Tally the lines in the records underneath that contain the string "BuiltinProtocol", and state the figure by itself.

*-*-*

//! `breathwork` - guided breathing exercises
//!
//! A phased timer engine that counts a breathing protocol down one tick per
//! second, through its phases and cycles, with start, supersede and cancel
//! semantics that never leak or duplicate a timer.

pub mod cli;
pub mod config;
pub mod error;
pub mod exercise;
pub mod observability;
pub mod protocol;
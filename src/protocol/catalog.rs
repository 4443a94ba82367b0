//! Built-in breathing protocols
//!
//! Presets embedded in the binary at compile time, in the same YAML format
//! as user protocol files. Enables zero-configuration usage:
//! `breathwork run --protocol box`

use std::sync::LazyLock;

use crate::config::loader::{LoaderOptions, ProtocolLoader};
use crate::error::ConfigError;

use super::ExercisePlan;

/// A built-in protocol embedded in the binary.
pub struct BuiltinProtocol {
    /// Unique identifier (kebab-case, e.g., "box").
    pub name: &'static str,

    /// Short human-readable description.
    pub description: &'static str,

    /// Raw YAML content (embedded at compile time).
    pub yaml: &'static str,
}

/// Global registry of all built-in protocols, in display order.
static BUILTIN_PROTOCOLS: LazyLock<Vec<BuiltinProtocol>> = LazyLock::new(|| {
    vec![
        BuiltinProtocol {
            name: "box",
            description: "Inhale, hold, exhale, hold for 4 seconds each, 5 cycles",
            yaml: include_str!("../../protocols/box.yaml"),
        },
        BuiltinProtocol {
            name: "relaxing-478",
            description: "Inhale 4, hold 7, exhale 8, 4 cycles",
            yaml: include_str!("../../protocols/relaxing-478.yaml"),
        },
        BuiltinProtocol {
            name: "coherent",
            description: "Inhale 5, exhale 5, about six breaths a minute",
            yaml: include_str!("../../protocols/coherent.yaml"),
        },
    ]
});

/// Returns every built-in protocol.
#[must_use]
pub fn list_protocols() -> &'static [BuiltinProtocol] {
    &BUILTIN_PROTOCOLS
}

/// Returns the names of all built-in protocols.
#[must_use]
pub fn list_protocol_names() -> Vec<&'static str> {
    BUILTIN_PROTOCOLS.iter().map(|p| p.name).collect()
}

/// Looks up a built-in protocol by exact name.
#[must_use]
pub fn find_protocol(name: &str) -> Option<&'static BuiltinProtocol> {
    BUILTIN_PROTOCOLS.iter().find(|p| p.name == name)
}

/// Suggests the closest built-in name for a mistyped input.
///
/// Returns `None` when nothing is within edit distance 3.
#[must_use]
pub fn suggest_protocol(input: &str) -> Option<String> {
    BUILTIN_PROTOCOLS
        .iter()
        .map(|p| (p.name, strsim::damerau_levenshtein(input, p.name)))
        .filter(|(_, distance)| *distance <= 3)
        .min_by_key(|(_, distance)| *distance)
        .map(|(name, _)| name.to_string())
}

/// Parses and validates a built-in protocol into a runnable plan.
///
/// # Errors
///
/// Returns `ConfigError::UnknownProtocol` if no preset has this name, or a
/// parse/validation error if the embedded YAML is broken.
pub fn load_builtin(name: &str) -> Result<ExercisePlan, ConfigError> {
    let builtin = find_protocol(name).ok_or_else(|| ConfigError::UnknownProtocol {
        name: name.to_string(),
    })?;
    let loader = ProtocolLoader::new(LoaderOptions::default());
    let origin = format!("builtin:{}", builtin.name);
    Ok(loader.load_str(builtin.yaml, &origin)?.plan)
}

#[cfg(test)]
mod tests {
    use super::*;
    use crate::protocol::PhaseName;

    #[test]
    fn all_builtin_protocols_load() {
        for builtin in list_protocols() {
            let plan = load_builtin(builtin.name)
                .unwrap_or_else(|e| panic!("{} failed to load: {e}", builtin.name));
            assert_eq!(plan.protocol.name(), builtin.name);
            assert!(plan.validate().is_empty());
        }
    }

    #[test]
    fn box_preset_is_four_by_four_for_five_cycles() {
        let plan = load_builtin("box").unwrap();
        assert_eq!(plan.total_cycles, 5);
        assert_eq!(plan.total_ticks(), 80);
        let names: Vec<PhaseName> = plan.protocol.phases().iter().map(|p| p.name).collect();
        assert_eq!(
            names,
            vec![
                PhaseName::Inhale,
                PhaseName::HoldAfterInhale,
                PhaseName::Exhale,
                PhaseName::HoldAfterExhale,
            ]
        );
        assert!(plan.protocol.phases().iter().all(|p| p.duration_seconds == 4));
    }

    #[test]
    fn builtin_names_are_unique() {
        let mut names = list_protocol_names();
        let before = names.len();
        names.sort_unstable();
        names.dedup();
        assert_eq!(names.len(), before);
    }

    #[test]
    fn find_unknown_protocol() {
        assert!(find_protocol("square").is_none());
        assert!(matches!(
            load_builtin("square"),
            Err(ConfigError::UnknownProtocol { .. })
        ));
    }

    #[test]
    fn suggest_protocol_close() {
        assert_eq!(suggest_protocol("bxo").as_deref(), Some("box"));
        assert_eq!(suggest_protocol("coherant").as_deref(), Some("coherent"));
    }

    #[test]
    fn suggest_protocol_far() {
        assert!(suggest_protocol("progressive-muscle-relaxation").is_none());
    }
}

*-*-*

Task response ::
7